With the internet, it is easier than ever to find groups of people who fit exactly into our predefined SCR’s—Facebook alone is replete with large groups for even the most wildly absurd types of people—Flat Earthers, conspiracy nuts, Juggalos, Trump supporters, etc. The problem with this is that by surrounding ourselves with people who operate under the same assumptions as we do, we limit our ability to have these assumptions challenged, and thus stunt any potential for intellectual growth.
Essentially, we deny ourselves the experience of other viewpoints while reinforcing the limitations of our own. This is a terrible abuse of our inherent potential. It creates greater polarity between people, leading to division, group think, and more often than not, hatred.
This is not to say we shouldn’t enjoy the company of like-minded individuals, which is of course a very important element of a healthy and balanced social life. But we must be cognizant to avoid doing so to the exclusion of all differing viewpoints—as doing this prevents our learning and growth.

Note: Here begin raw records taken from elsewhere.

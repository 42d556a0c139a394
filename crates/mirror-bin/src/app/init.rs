//! Mirror initialization.

use crate::app::rollover::run_day_rollover;
use crate::store_adapter::DatabaseStore;
use ledger_client::{OperatorAccount, OperatorCredential, RippledConfig, RippledSubmitClient};
use ledger_relay::{RelayClient, RelayConfig};
use mirror_config_and_utils::{Config, Paths, LOCAL_SUBMIT_URL};
use mirror_database::AsyncDatabase;
use mirror_engine::{
    ActionExecutor, ControlCommand, ExecutorConfig, ReactionPolicy, Supervisor,
    SupervisorConfig, WatchedAccount,
};
use mirror_ipc::{ControlClient, ControlServer};
use std::sync::Arc;
use std::time::Duration;
use tokio::sync::mpsc;
use tracing::{info, warn};

const COMMAND_BUFFER: usize = 32;
/// Extra time granted to an in-flight execution on shutdown.
const SHUTDOWN_GRACE: Duration = Duration::from_secs(5);

/// Run the mirror until interrupted.
pub async fn run_mirror(
    config: Config,
    paths: Paths,
    autostart: bool,
) -> Result<(), Box<dyn std::error::Error>> {
    config.validate()?;

    // Singleton enforcement: check if a mirror is already running
    let socket_path = paths.socket_file();
    if socket_path.exists() {
        if ControlClient::new(&socket_path).is_running().await {
            eprintln!(
                "Error: trustline-mirror is already running. Use 'trustline-mirror stop' or stop that process first."
            );
            std::process::exit(1);
        }
        eprintln!("Removing stale socket file");
        let _ = std::fs::remove_file(&socket_path);
    }

    // Clean up stale PID file if it exists
    let pid_file = paths.pid_file();
    if pid_file.exists() {
        let _ = std::fs::remove_file(&pid_file);
    }

    info!("Starting trustline-mirror");
    info!(
        websocket_url = %config.network.websocket_url,
        submit_url = ?config.network.submit_endpoint(),
        target_account = %config.wallets.target_account,
        operator_address = %config.wallets.operator_address,
        test_mode = config.test_mode,
        watch_only = config.trading.watch_only,
        "Configuration loaded"
    );

    paths.ensure_dirs()?;

    let pid = std::process::id();
    std::fs::write(&pid_file, pid.to_string())?;
    info!(pid = pid, "Mirror process started");

    let db = AsyncDatabase::open(&paths.database_file())
        .await
        .map_err(|e| format!("Failed to open database: {}", e))?;

    let supervisor = build_supervisor(&config, db.clone())?;
    let feed = supervisor.feed();

    let (commands_tx, commands_rx) = mpsc::channel(COMMAND_BUFFER);
    let supervisor_task = tokio::spawn(supervisor.run(commands_rx));
    let rollover_task = tokio::spawn(run_day_rollover(commands_tx.clone()));

    if autostart {
        commands_tx.send(ControlCommand::Start).await?;
    }

    let server = ControlServer::new(&socket_path, feed, commands_tx.clone());
    info!(socket = %socket_path.display(), "Control server starting");

    let server_result = tokio::select! {
        result = server.run() => result,
        signal = tokio::signal::ctrl_c() => {
            match signal {
                Ok(()) => info!("Interrupt received, shutting down"),
                Err(e) => warn!(error = %e, "Signal handler failed, shutting down"),
            }
            server.shutdown();
            Ok(())
        }
    };

    // Let an in-flight execution finish before the supervisor exits
    let _ = commands_tx.send(ControlCommand::Stop).await;
    rollover_task.abort();
    drop(server);
    drop(commands_tx);

    let grace = config.network.submit_timeout() * 2 + SHUTDOWN_GRACE;
    if tokio::time::timeout(grace, supervisor_task).await.is_err() {
        warn!(grace_secs = grace.as_secs(), "Supervisor did not stop in time");
    }

    if let Err(e) = db.close().await {
        warn!(error = %e, "Failed to close database");
    }

    // Cleanup
    let _ = std::fs::remove_file(paths.pid_file());
    let _ = std::fs::remove_file(paths.socket_file());

    info!("Mirror stopped");

    server_result.map_err(|e| e.into())
}

/// Wire the engine to the live ledger and the database.
fn build_supervisor(
    config: &Config,
    db: AsyncDatabase,
) -> Result<Supervisor, Box<dyn std::error::Error>> {
    let network = &config.network;
    let wallets = &config.wallets;
    let trading = &config.trading;

    let seed = wallets
        .operator_seed
        .clone()
        .ok_or("operator seed is missing")?;
    let operator = OperatorAccount::new(&wallets.operator_address, OperatorCredential::new(seed));

    let relay = RelayClient::new(RelayConfig {
        url: network.websocket_url.clone(),
        accounts: vec![wallets.target_account.clone()],
        streams: vec!["ledger".to_string()],
        connect_timeout: network.connect_timeout(),
        subscribe_timeout: network.subscribe_timeout(),
        keepalive_interval: network.keepalive_interval(),
    });

    // Without a node only test mode validates, and it never submits
    let ledger = RippledSubmitClient::new(RippledConfig {
        url: network
            .submit_endpoint()
            .unwrap_or(LOCAL_SUBMIT_URL)
            .to_string(),
        submit_timeout: network.submit_timeout(),
        ..RippledConfig::default()
    });

    let executor = ActionExecutor::new(
        operator,
        Arc::new(ledger),
        Arc::new(DatabaseStore::new(db)),
        ExecutorConfig {
            purchase_amount: trading.initial_purchase_amount,
            send_max_xrp: trading.send_max_xrp,
            slippage_percent: trading.slippage_percent,
            submit_timeout: network.submit_timeout(),
            test_mode: config.test_mode,
        },
    );

    let supervisor_config = SupervisorConfig {
        watched: WatchedAccount::new(&wallets.target_account),
        policy: ReactionPolicy {
            min_trust_line_amount: trading.min_trust_line_amount,
            max_trust_line_amount: trading.max_trust_line_amount,
            watch_only: trading.watch_only,
        },
        heartbeat_deadline: network.heartbeat_deadline(),
        reconnect_base_delay: network.reconnect_base_delay(),
        reconnect_max_delay: network.reconnect_max_delay(),
        max_reconnect_attempts: network.max_reconnect_attempts,
        debug_mode: config.debug_mode,
    };

    Ok(Supervisor::new(supervisor_config, Arc::new(relay), executor))
}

Rather, we should challenge ourselves to find those with radically different SCRs, and seek (with patience and respect) to better understand them. Often, we may find this allows us to better understand ourselves as well, as it enables us to more effectively assess and challenge the assumptions driving our own worldviews.
So find those you disagree with—who challenge all that you hold dear. Question them and learn from them. Assess the assumptions that drive your actions, and consider the differing views of others. Do not enshrine yourself in the familiar, but search for the radical, the different and the seemingly absurd. This is the path to self-actualization, and ultimately, a more understanding and respectful society.
-Brad OH Inc.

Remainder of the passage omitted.